The numbers are small this year and that's the point. CMS estimates the imaging piece saves Medicare about $260 million in the first year, with roughly $70 million of that coming straight off what patients pay in premiums and another $70 million off their cost sharing. (Those are CMS's own estimates from the fact sheet, worth a look before anyone drops them in a board deck.) A quarter of a billion dollars is a rounding error in a $110 billion outpatient program. But the direction is the whole story. First it was clinic visits. Then drug administration. Now imaging. Every year the list of things you can no longer overcharge for just because you own the walls gets a little longer. The building markup is dying by a thousand cuts, and CMS is holding the knife.
And they're not stopping at price. The same rule keeps phasing out the inpatient-only list, moving 638 procedures out of the hospital and into cheaper outpatient settings, because, in CMS's words, medicine has evolved and the work can be done safely somewhere less expensive. (That count is from the CMS fact sheet. A law firm summary I read said 637, so pin the exact number before you quote it.) Put the two moves together and you see what the agency actually believes. The site of care has been inflated for years, and the fix is to keep pushing care to the lowest-cost place that can still do it well.
So let me ask the obvious question the rule doesn't. If the site shouldn't change the price of a scan, why does it change the price of everything else? Why is a blood pressure check, a medication review, a diabetic's day-40 follow-up call worth more when it happens inside a hospital's cost structure than when it happens in the patient's kitchen? It isn't. It's worth less there, honestly, because half the time it doesn't happen at all. The most expensive site of care in America is the one nobody books. The follow-up that never gets scheduled. The refill that lapses. The symptom that turns into an ED visit at 2 a.m. because there was no one between the office visits.

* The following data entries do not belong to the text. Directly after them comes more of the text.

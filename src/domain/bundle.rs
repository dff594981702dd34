//! Bundle domain types
//!
//! Contains the bundle descriptor and the per-category entity definitions a
//! bundle declares.

use serde::{Deserialize, Serialize};

use super::EntityCategory;

/// Descriptor of an installable bundle
#[derive(Debug, Clone, PartialEq, Eq, Serialize, Deserialize)]
pub struct BundleInfo {
    /// Stable bundle id
    pub id: String,

    /// Display name
    pub name: String,

    /// Bundle version
    pub version: semver::Version,

    /// Optional description
    #[serde(default, skip_serializing_if = "Option::is_none")]
    pub description: Option<String>,

    /// Folders owned by other bundles that this bundle installs into
    #[serde(default)]
    pub prerequisite_folders: Vec<String>,

    /// Content digest of the bundle as stored
    #[serde(default, skip_serializing_if = "Option::is_none")]
    pub digest: Option<String>,
}

impl BundleInfo {
    pub fn new(id: impl Into<String>, name: impl Into<String>, version: semver::Version) -> Self {
        Self {
            id: id.into(),
            name: name.into(),
            version,
            description: None,
            prerequisite_folders: Vec::new(),
            digest: None,
        }
    }

    #[must_use]
    pub fn with_prerequisite_folders<I, S>(mut self, folders: I) -> Self
    where
        I: IntoIterator<Item = S>,
        S: Into<String>,
    {
        self.prerequisite_folders = folders.into_iter().map(Into::into).collect();
        self
    }

    /// Text stored as the version comment of every entity this bundle creates
    pub fn version_comment(&self) -> String {
        format!("Bundle {} ({}) version {}", self.name, self.id, self.version)
    }
}

/// A trusted certificate declared by a bundle
#[derive(Debug, Clone, PartialEq, Eq)]
pub struct CertificateDefinition {
    pub id: String,
    pub name: String,
    pub issuer: String,
    pub serial: String,
    pub pem: Option<String>,
}

/// An encapsulated assertion declared by a bundle, with its backing policy
#[derive(Debug, Clone, PartialEq, Eq)]
pub struct EncapsulatedAssertionDefinition {
    pub id: String,
    pub guid: String,
    pub name: String,
    pub folder: String,
    pub body: String,
}

/// A reusable policy fragment declared by a bundle
#[derive(Debug, Clone, PartialEq, Eq)]
pub struct PolicyDefinition {
    pub id: String,
    pub guid: String,
    pub name: String,
    pub folder: String,
    pub body: String,
}

/// A published service declared by a bundle
#[derive(Debug, Clone, PartialEq, Eq)]
pub struct ServiceDefinition {
    pub id: String,
    pub name: String,
    pub folder: String,
    /// Custom resolution URI, if the service declares one
    pub uri: Option<String>,
    pub body: String,
}

/// The definitions of one category, as handed out by a bundle resolver
#[derive(Debug, Clone, PartialEq, Eq)]
pub enum BundleItem {
    Folders(Vec<String>),
    Certificates(Vec<CertificateDefinition>),
    EncapsulatedAssertions(Vec<EncapsulatedAssertionDefinition>),
    Policies(Vec<PolicyDefinition>),
    Services(Vec<ServiceDefinition>),
}

impl BundleItem {
    pub fn category(&self) -> EntityCategory {
        match self {
            BundleItem::Folders(_) => EntityCategory::Folder,
            BundleItem::Certificates(_) => EntityCategory::TrustedCertificate,
            BundleItem::EncapsulatedAssertions(_) => EntityCategory::EncapsulatedAssertion,
            BundleItem::Policies(_) => EntityCategory::Policy,
            BundleItem::Services(_) => EntityCategory::Service,
        }
    }

    pub fn len(&self) -> usize {
        match self {
            BundleItem::Folders(items) => items.len(),
            BundleItem::Certificates(items) => items.len(),
            BundleItem::EncapsulatedAssertions(items) => items.len(),
            BundleItem::Policies(items) => items.len(),
            BundleItem::Services(items) => items.len(),
        }
    }
}

/// Everything a bundle declares, one vector per category
#[derive(Debug, Clone, Default, PartialEq, Eq)]
pub struct BundleContents {
    pub folders: Vec<String>,
    pub certificates: Vec<CertificateDefinition>,
    pub encapsulated_assertions: Vec<EncapsulatedAssertionDefinition>,
    pub policies: Vec<PolicyDefinition>,
    pub services: Vec<ServiceDefinition>,
}

impl BundleContents {
    /// The definitions of one category, or `None` for categories a bundle
    /// never declares (JDBC connections are only ever referenced)
    pub fn item(&self, category: EntityCategory) -> Option<BundleItem> {
        match category {
            EntityCategory::Folder => Some(BundleItem::Folders(self.folders.clone())),
            EntityCategory::TrustedCertificate => {
                Some(BundleItem::Certificates(self.certificates.clone()))
            }
            EntityCategory::JdbcConnection => None,
            EntityCategory::EncapsulatedAssertion => Some(BundleItem::EncapsulatedAssertions(
                self.encapsulated_assertions.clone(),
            )),
            EntityCategory::Policy => Some(BundleItem::Policies(self.policies.clone())),
            EntityCategory::Service => Some(BundleItem::Services(self.services.clone())),
        }
    }

    /// Replace the definitions of the item's category
    pub fn set_item(&mut self, item: BundleItem) {
        match item {
            BundleItem::Folders(items) => self.folders = items,
            BundleItem::Certificates(items) => self.certificates = items,
            BundleItem::EncapsulatedAssertions(items) => self.encapsulated_assertions = items,
            BundleItem::Policies(items) => self.policies = items,
            BundleItem::Services(items) => self.services = items,
        }
    }

    /// Every folder path the bundle needs, normalized, de-duplicated and in
    /// first-seen order: declared folders first, then entity folders
    pub fn folder_paths(&self) -> Vec<String> {
        let entity_folders = self
            .encapsulated_assertions
            .iter()
            .map(|e| e.folder.as_str())
            .chain(self.policies.iter().map(|p| p.folder.as_str()))
            .chain(self.services.iter().map(|s| s.folder.as_str()));

        let mut paths: Vec<String> = Vec::new();
        for path in self.folders.iter().map(String::as_str).chain(entity_folders) {
            let path = normalize_folder_path(path);
            if !paths.contains(&path) {
                paths.push(path);
            }
        }
        paths
    }

    /// Policy bodies of every entity that carries one, with a display owner
    pub fn bodies(&self) -> Vec<(EntityCategory, &str, &str)> {
        let mut bodies = Vec::new();
        for e in &self.encapsulated_assertions {
            bodies.push((
                EntityCategory::EncapsulatedAssertion,
                e.name.as_str(),
                e.body.as_str(),
            ));
        }
        for p in &self.policies {
            bodies.push((EntityCategory::Policy, p.name.as_str(), p.body.as_str()));
        }
        for s in &self.services {
            bodies.push((EntityCategory::Service, s.name.as_str(), s.body.as_str()));
        }
        bodies
    }

    pub fn count(&self, category: EntityCategory) -> usize {
        self.item(category).map_or(0, |item| item.len())
    }
}

/// Normalize a folder path to `/a/b` form
///
/// Empty segments are dropped, so `a//b/` becomes `/a/b` and an empty path
/// becomes the root `/`.
pub fn normalize_folder_path(path: &str) -> String {
    let segments: Vec<&str> = folder_segments(path).collect();
    if segments.is_empty() {
        "/".to_string()
    } else {
        format!("/{}", segments.join("/"))
    }
}

/// Non-empty segments of a folder path
pub fn folder_segments(path: &str) -> impl Iterator<Item = &str> {
    path.split('/').map(str::trim).filter(|s| !s.is_empty())
}

/// Whether `path` equals `ancestor` or lies beneath it
pub fn is_within_folder(path: &str, ancestor: &str) -> bool {
    let path = normalize_folder_path(path);
    let ancestor = normalize_folder_path(ancestor);
    ancestor == "/" || path == ancestor || path.starts_with(&format!("{ancestor}/"))
}
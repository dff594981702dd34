//! Tests for `install --dry-run`

mod common;

use common::TestWorkspace;
use predicates::prelude::*;

const TARGET: &str = "gateway.json";

#[test]
fn test_dry_run_reports_creations_without_saving() {
    let workspace = TestWorkspace::new();
    workspace.create_token_bundle();

    workspace
        .cmd()
        .args(["install", "oauth", "--dry-run"])
        .assert()
        .success()
        .stdout(predicate::str::contains("[DRY RUN] Would install bundle 'oauth'"))
        .stdout(predicate::str::contains("[DRY RUN] Would create folder"))
        .stdout(predicate::str::contains(
            "[DRY RUN] Would create policy 'Token Utility'",
        ))
        .stdout(predicate::str::contains("[DRY RUN] Would create service 'Token'"))
        .stdout(predicate::str::contains("policies: 1 to create, 0 existing"))
        .stdout(predicate::str::contains("Installed bundle").not());

    assert!(!workspace.file_exists(TARGET));
}

#[test]
fn test_dry_run_leaves_existing_target_untouched() {
    let workspace = TestWorkspace::new();
    workspace.create_token_bundle();

    workspace.cmd().args(["install", "oauth"]).assert().success();
    let before = workspace.read_file(TARGET);

    workspace
        .cmd()
        .args(["install", "oauth", "--dry-run", "--prefix", "v2"])
        .assert()
        .success()
        .stdout(predicate::str::contains("folders: 0 to create, 2 existing"))
        .stdout(predicate::str::contains(
            "[DRY RUN] Would create policy 'v2 Token Utility'",
        ));

    assert_eq!(workspace.read_file(TARGET), before);
}

#[test]
fn test_dry_run_of_installed_bundle_creates_nothing() {
    let workspace = TestWorkspace::new();
    workspace.create_token_bundle();

    workspace.cmd().args(["install", "oauth"]).assert().success();

    workspace
        .cmd()
        .args(["install", "oauth", "--dry-run"])
        .assert()
        .success()
        .stdout(predicate::str::contains("policies: 0 to create, 1 existing"))
        .stdout(predicate::str::contains("Would create").not());
}

#[test]
fn test_dry_run_lists_missing_connection() {
    let workspace = TestWorkspace::new();
    workspace.create_client_bundle();

    workspace
        .cmd()
        .args(["install", "clients", "--dry-run"])
        .assert()
        .success()
        .stdout(predicate::str::contains("Missing dependencies (1):"))
        .stdout(predicate::str::contains("OAuth"))
        .stdout(predicate::str::contains("Missing encapsulated assertions").not());

    assert!(!workspace.file_exists(TARGET));
}
//! Shell completions command

use clap::CommandFactory;

use crate::cli::CompletionsArgs;
use crate::error::{self, Result};

fn parse_shell(name: &str) -> Option<clap_complete::Shell> {
    match name.to_lowercase().as_str() {
        "bash" => Some(clap_complete::Shell::Bash),
        "elvish" => Some(clap_complete::Shell::Elvish),
        "fish" => Some(clap_complete::Shell::Fish),
        "powershell" | "pwsh" => Some(clap_complete::Shell::PowerShell),
        "zsh" => Some(clap_complete::Shell::Zsh),
        _ => None,
    }
}

/// Generate shell completions
pub fn run(args: CompletionsArgs) -> Result<()> {
    let shell = parse_shell(&args.shell).ok_or_else(|| {
        error::config::invalid(format!(
            "unknown shell '{}', supported shells: bash, elvish, fish, powershell, zsh",
            args.shell
        ))
    })?;

    let mut cmd = <crate::cli::Cli as CommandFactory>::command();
    clap_complete::generate(shell, &mut cmd, "gatebundle", &mut std::io::stdout().lock());

    Ok(())
}
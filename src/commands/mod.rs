//! Command implementations for the gatebundle CLI

pub mod completions;
pub mod install;
pub mod list;
pub mod show;
pub mod version;
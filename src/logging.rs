//! Tracing subscriber setup
//!
//! `RUST_LOG` wins when set. Otherwise gatebundle logs at `debug` with
//! `--verbose` and at `warn` without. Logs go to stderr.

use tracing_subscriber::{layer::SubscriberExt, util::SubscriberInitExt};

fn default_directives(verbose: bool) -> &'static str {
    if verbose {
        "gatebundle=debug,warn"
    } else {
        "gatebundle=warn"
    }
}

/// Install the global subscriber; later calls are ignored
pub fn init(verbose: bool) {
    let filter = tracing_subscriber::EnvFilter::try_from_default_env()
        .unwrap_or_else(|_| default_directives(verbose).into());

    let _ = tracing_subscriber::registry()
        .with(filter)
        .with(
            tracing_subscriber::fmt::layer()
                .with_writer(std::io::stderr)
                .with_target(false),
        )
        .try_init();
}

#[cfg(test)]
mod tests {
    use super::*;

    #[test]
    fn test_default_directives() {
        assert_eq!(default_directives(true), "gatebundle=debug,warn");
        assert_eq!(default_directives(false), "gatebundle=warn");
    }

    #[test]
    fn test_init_twice_is_harmless() {
        init(false);
        init(true);
    }
}
//! Management protocol boundary
//!
//! The installer talks to the target exclusively through a
//! [`ManagementInvoker`]: it sends typed request documents (enumerate by
//! key, create, set version comment) and reads back a status plus a response
//! document. How requests travel to the target is up to the invoker.
//!
//! - [`memory`]: an in-process gateway with the uniqueness rules of a real one
//! - [`store`]: a JSON file that persists such a gateway between runs

pub mod memory;
pub mod store;

use serde::{Deserialize, Serialize};
use uuid::Uuid;

use crate::domain::EntityCategory;
use crate::error::Result;

pub use memory::{FaultRule, InMemoryGateway, StoredEntity};
pub use store::TargetStore;

/// Id of the root folder of a freshly created target
pub const DEFAULT_ROOT_FOLDER_ID: &str = "root";

/// Natural key used to look an entity up on the target
#[derive(Debug, Clone, PartialEq, Eq, Serialize, Deserialize)]
#[serde(tag = "by", rename_all = "snake_case")]
pub enum Selector {
    FolderChild { parent_id: String, name: String },
    Name { name: String },
    Guid { guid: String },
    IssuerSerial { issuer: String, serial: String },
    ResolutionUri { uri: String },
}

/// Everything the target needs to create one entity
#[derive(Debug, Clone, PartialEq, Eq, Serialize, Deserialize)]
#[serde(tag = "category", rename_all = "snake_case")]
pub enum EntityPayload {
    Folder {
        parent_id: String,
        name: String,
    },
    TrustedCertificate {
        name: String,
        issuer: String,
        serial: String,
        #[serde(default, skip_serializing_if = "Option::is_none")]
        pem: Option<String>,
    },
    JdbcConnection {
        name: String,
    },
    EncapsulatedAssertion {
        name: String,
        guid: String,
        folder_id: String,
        policy: String,
    },
    Policy {
        name: String,
        guid: String,
        folder_id: String,
        policy: String,
    },
    Service {
        name: String,
        folder_id: String,
        #[serde(default, skip_serializing_if = "Option::is_none")]
        uri: Option<String>,
        policy: String,
    },
}

impl EntityPayload {
    pub fn category(&self) -> EntityCategory {
        match self {
            EntityPayload::Folder { .. } => EntityCategory::Folder,
            EntityPayload::TrustedCertificate { .. } => EntityCategory::TrustedCertificate,
            EntityPayload::JdbcConnection { .. } => EntityCategory::JdbcConnection,
            EntityPayload::EncapsulatedAssertion { .. } => EntityCategory::EncapsulatedAssertion,
            EntityPayload::Policy { .. } => EntityCategory::Policy,
            EntityPayload::Service { .. } => EntityCategory::Service,
        }
    }

    pub fn name(&self) -> &str {
        match self {
            EntityPayload::Folder { name, .. }
            | EntityPayload::TrustedCertificate { name, .. }
            | EntityPayload::JdbcConnection { name }
            | EntityPayload::EncapsulatedAssertion { name, .. }
            | EntityPayload::Policy { name, .. }
            | EntityPayload::Service { name, .. } => name,
        }
    }

    pub fn guid(&self) -> Option<&str> {
        match self {
            EntityPayload::EncapsulatedAssertion { guid, .. }
            | EntityPayload::Policy { guid, .. } => Some(guid),
            _ => None,
        }
    }

    pub fn uri(&self) -> Option<&str> {
        match self {
            EntityPayload::Service { uri, .. } => uri.as_deref(),
            _ => None,
        }
    }

    /// Folder the entity lives in, or the parent of a folder
    pub fn folder_id(&self) -> Option<&str> {
        match self {
            EntityPayload::Folder { parent_id, .. } => Some(parent_id),
            EntityPayload::EncapsulatedAssertion { folder_id, .. }
            | EntityPayload::Policy { folder_id, .. }
            | EntityPayload::Service { folder_id, .. } => Some(folder_id),
            EntityPayload::TrustedCertificate { .. } | EntityPayload::JdbcConnection { .. } => {
                None
            }
        }
    }

    /// The key the target keeps unique for this category, if any
    pub fn natural_key(&self) -> Option<Selector> {
        match self {
            EntityPayload::Folder { parent_id, name } => Some(Selector::FolderChild {
                parent_id: parent_id.clone(),
                name: name.clone(),
            }),
            EntityPayload::TrustedCertificate { issuer, serial, .. } => {
                Some(Selector::IssuerSerial {
                    issuer: issuer.clone(),
                    serial: serial.clone(),
                })
            }
            EntityPayload::JdbcConnection { name }
            | EntityPayload::EncapsulatedAssertion { name, .. }
            | EntityPayload::Policy { name, .. } => Some(Selector::Name { name: name.clone() }),
            EntityPayload::Service { uri, .. } => uri
                .as_ref()
                .map(|uri| Selector::ResolutionUri { uri: uri.clone() }),
        }
    }
}

/// One management operation
#[derive(Debug, Clone, PartialEq, Eq, Serialize, Deserialize)]
#[serde(tag = "op", rename_all = "snake_case")]
pub enum Operation {
    Enumerate {
        category: EntityCategory,
        selector: Selector,
    },
    Create {
        payload: EntityPayload,
    },
    SetVersionComment {
        category: EntityCategory,
        id: String,
        comment: String,
    },
}

impl Operation {
    /// Short description used in logs and error messages
    pub fn describe(&self) -> String {
        match self {
            Operation::Enumerate { category, .. } => format!("enumerate {}", category.plural()),
            Operation::Create { payload } => {
                format!("create {} '{}'", payload.category(), payload.name())
            }
            Operation::SetVersionComment { category, id, .. } => {
                format!("set version comment of {category} {id}")
            }
        }
    }

    pub fn is_mutating(&self) -> bool {
        !matches!(self, Operation::Enumerate { .. })
    }
}

/// A request document with its message id
#[derive(Debug, Clone, PartialEq, Eq, Serialize, Deserialize)]
pub struct ManagementRequest {
    pub message_id: Uuid,
    pub operation: Operation,
}

impl ManagementRequest {
    pub fn new(operation: Operation) -> Self {
        Self {
            message_id: Uuid::new_v4(),
            operation,
        }
    }

    pub fn enumerate(category: EntityCategory, selector: Selector) -> Self {
        Self::new(Operation::Enumerate { category, selector })
    }

    pub fn create(payload: EntityPayload) -> Self {
        Self::new(Operation::Create { payload })
    }

    pub fn set_version_comment(
        category: EntityCategory,
        id: impl Into<String>,
        comment: impl Into<String>,
    ) -> Self {
        Self::new(Operation::SetVersionComment {
            category,
            id: id.into(),
            comment: comment.into(),
        })
    }
}

/// What the target reports back about one entity
#[derive(Debug, Clone, PartialEq, Eq, Serialize, Deserialize)]
pub struct EntitySummary {
    pub id: String,
    pub name: String,
    #[serde(default, skip_serializing_if = "Option::is_none")]
    pub guid: Option<String>,
    #[serde(default, skip_serializing_if = "Option::is_none")]
    pub uri: Option<String>,
}

#[derive(Debug, Clone, PartialEq, Eq, Serialize, Deserialize)]
#[serde(tag = "status", rename_all = "snake_case")]
pub enum ResponseStatus {
    Success,
    /// A create collided with an entity holding the same natural key
    AlreadyExists,
    Fault {
        reason: String,
    },
}

#[derive(Debug, Clone, PartialEq, Eq, Serialize, Deserialize)]
#[serde(tag = "document", content = "body", rename_all = "snake_case")]
pub enum ResponseDocument {
    NoResults,
    Entities(Vec<EntitySummary>),
    Created(EntitySummary),
    Acknowledged,
}

#[derive(Debug, Clone, PartialEq, Eq, Serialize, Deserialize)]
pub struct ManagementResponse {
    pub status: ResponseStatus,
    pub document: ResponseDocument,
}

impl ManagementResponse {
    pub fn success(document: ResponseDocument) -> Self {
        Self {
            status: ResponseStatus::Success,
            document,
        }
    }

    pub fn already_exists() -> Self {
        Self {
            status: ResponseStatus::AlreadyExists,
            document: ResponseDocument::NoResults,
        }
    }

    pub fn fault(reason: impl Into<String>) -> Self {
        Self {
            status: ResponseStatus::Fault {
                reason: reason.into(),
            },
            document: ResponseDocument::NoResults,
        }
    }
}

/// Executes management requests against a target
///
/// Retries and timeouts belong to implementations. An `Err` means the
/// request never got an answer; an answered request that failed comes back
/// as a [`ResponseStatus::Fault`].
pub trait ManagementInvoker {
    fn execute(&self, request: &ManagementRequest) -> Result<ManagementResponse>;
}

#[cfg(test)]
mod tests {
    use super::*;

    #[test]
    fn test_natural_keys() {
        let folder = EntityPayload::Folder {
            parent_id: "root".to_string(),
            name: "A".to_string(),
        };
        assert_eq!(
            folder.natural_key(),
            Some(Selector::FolderChild {
                parent_id: "root".to_string(),
                name: "A".to_string()
            })
        );

        let service = EntityPayload::Service {
            name: "s".to_string(),
            folder_id: "root".to_string(),
            uri: None,
            policy: String::new(),
        };
        assert_eq!(service.natural_key(), None);
    }

    #[test]
    fn test_requests_get_unique_message_ids() {
        let a = ManagementRequest::enumerate(
            EntityCategory::Policy,
            Selector::Name {
                name: "x".to_string(),
            },
        );
        let b = a.clone();
        let c = ManagementRequest::new(a.operation.clone());
        assert_eq!(a, b);
        assert_ne!(a.message_id, c.message_id);
    }

    #[test]
    fn test_operation_descriptions() {
        let op = Operation::Create {
            payload: EntityPayload::Policy {
                name: "Token".to_string(),
                guid: "g".to_string(),
                folder_id: "1".to_string(),
                policy: String::new(),
            },
        };
        assert_eq!(op.describe(), "create policy 'Token'");
        assert!(op.is_mutating());
        assert!(
            !Operation::Enumerate {
                category: EntityCategory::Folder,
                selector: Selector::Name {
                    name: "A".to_string()
                },
            }
            .is_mutating()
        );
    }

    #[test]
    fn test_request_serializes_to_json() {
        let request = ManagementRequest::set_version_comment(EntityCategory::Service, "7", "c");
        let json = serde_json::to_string(&request).unwrap();
        assert!(json.contains("\"op\":\"set_version_comment\""));
        let parsed: ManagementRequest = serde_json::from_str(&json).unwrap();
        assert_eq!(parsed, request);
    }
}
//! Installation errors

use super::GatebundleError;

/// Creates an unresolved reference error
pub fn unresolved(
    owner: impl Into<String>,
    category: impl Into<String>,
    reference: impl Into<String>,
) -> GatebundleError {
    GatebundleError::UnresolvedReference {
        owner: owner.into(),
        category: category.into(),
        reference: reference.into(),
    }
}

/// Creates a folder creation failed error
pub fn folder_failed(path: impl Into<String>, reason: impl Into<String>) -> GatebundleError {
    GatebundleError::FolderCreateFailed {
        path: path.into(),
        reason: reason.into(),
    }
}

/// Creates a cancellation error
pub fn cancelled(stage: impl Into<String>) -> GatebundleError {
    GatebundleError::Cancelled {
        stage: stage.into(),
    }
}

/// Creates an error for a body refused right before it was saved
pub fn pre_save_rejected(owner: impl Into<String>, reason: impl Into<String>) -> GatebundleError {
    GatebundleError::PreSaveRejected {
        owner: owner.into(),
        reason: reason.into(),
    }
}
//! Common test utilities for gatebundle integration tests

use std::path::PathBuf;
use tempfile::TempDir;

pub const TOKEN_POLICY_GUID: &str = "506589b0-eba5-4b3f-81b5-be7809817623";

/// Policy included by the token service
pub const TOKEN_POLICY: &str = r#"<?xml version="1.0" encoding="UTF-8"?>
<wsp:Policy xmlns:L7p="http://www.layer7tech.com/ws/policy" xmlns:wsp="http://schemas.xmlsoap.org/ws/2002/12/policy">
    <wsp:All wsp:Usage="Required">
        <L7p:SetVariable>
            <L7p:VariableToSet stringValue="token.type"/>
        </L7p:SetVariable>
    </wsp:All>
</wsp:Policy>
"#;

/// Service body including the token policy
pub const TOKEN_SERVICE: &str = r#"<?xml version="1.0" encoding="UTF-8"?>
<wsp:Policy xmlns:L7p="http://www.layer7tech.com/ws/policy" xmlns:wsp="http://schemas.xmlsoap.org/ws/2002/12/policy">
    <wsp:All wsp:Usage="Required">
        <L7p:Include>
            <L7p:PolicyGuid stringValue="506589b0-eba5-4b3f-81b5-be7809817623"/>
        </L7p:Include>
    </wsp:All>
</wsp:Policy>
"#;

/// Policy querying the `OAuth` connection
pub const CLIENT_POLICY: &str = r#"<?xml version="1.0" encoding="UTF-8"?>
<wsp:Policy xmlns:L7p="http://www.layer7tech.com/ws/policy" xmlns:wsp="http://schemas.xmlsoap.org/ws/2002/12/policy">
    <wsp:All wsp:Usage="Required">
        <L7p:JdbcQuery>
            <L7p:ConnectionName stringValue="OAuth"/>
            <L7p:SqlQuery stringValue="SELECT * FROM oauth_client"/>
        </L7p:JdbcQuery>
    </wsp:All>
</wsp:Policy>
"#;

/// A test workspace for integration tests
#[allow(dead_code)]
pub struct TestWorkspace {
    /// Temporary directory
    #[allow(dead_code)]
    pub temp: TempDir,
    /// Path to workspace root
    pub path: PathBuf,
}

#[allow(dead_code)]
impl TestWorkspace {
    /// Create a new test workspace
    pub fn new() -> Self {
        let temp = TempDir::new().expect("Failed to create temp directory");
        let path = temp.path().to_path_buf();
        Self { temp, path }
    }

    /// Create a bundle directory under `bundles/` holding `manifest` as its bundle.yaml
    pub fn create_bundle(&self, name: &str, manifest: &str) -> PathBuf {
        let bundle_path = self.path.join("bundles").join(name);
        std::fs::create_dir_all(&bundle_path).expect("Failed to create bundle directory");
        std::fs::write(bundle_path.join("bundle.yaml"), manifest)
            .expect("Failed to write bundle manifest");
        bundle_path
    }

    /// Create the token bundle: one folder, one policy and the service including it
    pub fn create_token_bundle(&self) -> PathBuf {
        let bundle = self.create_bundle(
            "oauth",
            &format!(
                r"id: oauth
name: OAuth Manager
version: 1.0.0
description: Token endpoint
folders:
  - /OAuth
policies:
  - id: token-policy
    guid: {TOKEN_POLICY_GUID}
    name: Token Utility
    folder: /OAuth/Policies
    policy: policies/token.xml
services:
  - id: token-service
    name: Token
    folder: /OAuth
    uri: /auth/oauth/v2/token
    policy: services/token.xml
"
            ),
        );
        self.write_file("bundles/oauth/policies/token.xml", TOKEN_POLICY);
        self.write_file("bundles/oauth/services/token.xml", TOKEN_SERVICE);
        bundle
    }

    /// Create a bundle whose only policy needs the `OAuth` JDBC connection
    pub fn create_client_bundle(&self) -> PathBuf {
        let bundle = self.create_bundle(
            "clients",
            r"id: clients
name: Client Store
version: 0.2.0
policies:
  - id: client-policy
    guid: 7c1e9c2a-3f7d-4c55-9d8e-0a1b2c3d4e5f
    name: Client Lookup
    folder: /Clients
    policy: policies/client.xml
",
        );
        self.write_file("bundles/clients/policies/client.xml", CLIENT_POLICY);
        bundle
    }

    /// Write a file in workspace
    pub fn write_file(&self, path: &str, content: &str) {
        let file_path = self.path.join(path);
        if let Some(parent) = file_path.parent() {
            std::fs::create_dir_all(parent).expect("Failed to create parent directory");
        }
        std::fs::write(&file_path, content).expect("Failed to write file");
    }

    /// Read a file from workspace
    pub fn read_file(&self, path: &str) -> String {
        let file_path = self.path.join(path);
        std::fs::read_to_string(&file_path).expect("Failed to read file")
    }

    /// Check if a file exists in workspace
    pub fn file_exists(&self, path: &str) -> bool {
        self.path.join(path).exists()
    }

    /// Parsed target store
    pub fn target(&self, path: &str) -> serde_json::Value {
        serde_json::from_str(&self.read_file(path)).expect("Failed to parse target store")
    }

    /// Stored entities of one category
    pub fn entities(&self, path: &str, category: &str) -> Vec<serde_json::Value> {
        self.target(path)["entities"]
            .as_array()
            .expect("entities should be an array")
            .iter()
            .filter(|e| e["entity"]["category"] == category)
            .cloned()
            .collect()
    }

    /// Command running gatebundle in this workspace, isolated from the user's environment
    pub fn cmd(&self) -> assert_cmd::Command {
        #[allow(deprecated)]
        let mut cmd = assert_cmd::Command::cargo_bin("gatebundle").expect("Failed to find binary");
        cmd.current_dir(&self.path)
            .env("HOME", &self.path)
            .env("XDG_CONFIG_HOME", self.path.join(".config"))
            .env_remove("GATEBUNDLE_CONFIG")
            .env_remove("GATEBUNDLE_BUNDLES_DIR")
            .env_remove("GATEBUNDLE_TARGET")
            .env_remove("RUST_LOG");
        cmd
    }
}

This is where I get annoyed at the conventional wisdom. For twenty years the industry has treated the hospital campus as the center of gravity and everything else as a satellite. Build the tower, fill the beds, bill the facility fee. I sat on the payer side and watched us pay those fees knowing full well the same care could be delivered for less somewhere else. We paid anyway because the contracts said so and nobody wanted the fight. CMS is finally picking the fight. The smart operators should get in front of it instead of lobbying to slow it down.
Because the logic doesn't stop at imaging, and it doesn't stop at the outpatient department. Extend it to its natural end and you land in the home. That's the lowest-cost site there is. No facility fee. No building. No parking structure to amortize. Just a nurse, a care plan, and a patient who actually picks up the phone on day 40 because someone built a system to call. When you manage a chronic patient at home between visits, you don't just save the site differential CMS is chasing. You prevent the readmission that would have cost forty times the scan. The savings CMS is fighting over in this rule are real but tiny next to the money sitting in avoided acute care.
What do you do Monday morning? Two things.
First, stop assuming the hospital outpatient department is where ambulatory care belongs. Pull your top service lines and ask which ones are sitting in a high-cost site purely out of habit and contract inertia. Imaging, infusions, minor procedures, routine follow-up. If Medicare is going to keep neutralizing the premium anyway, you want to move before the rate does, not after. The groups that relocate care ahead of the payment change keep the margin. The ones who wait get the cut handed to them.
Second, and this is the bigger one, look at your chronic-disease population and count how much of that care is stuck in the most expensive settings you run. The office visit and the readmission. Almost none of the real work of managing a hypertensive or a diabetic needs to happen in either place. It needs to happen at home, on a schedule, run by a team that reaches the patient between appointments. If your practice can staff and run that itself, do it. If it can't, and most can't right now, hand it to a partner who runs it end to end and gets paid out of what actually gets billed. Either way, get the care out of the building.
Medicare just told you the address is a scam. Believe them, and move your care to where it's cheapest and best before the rule makes you.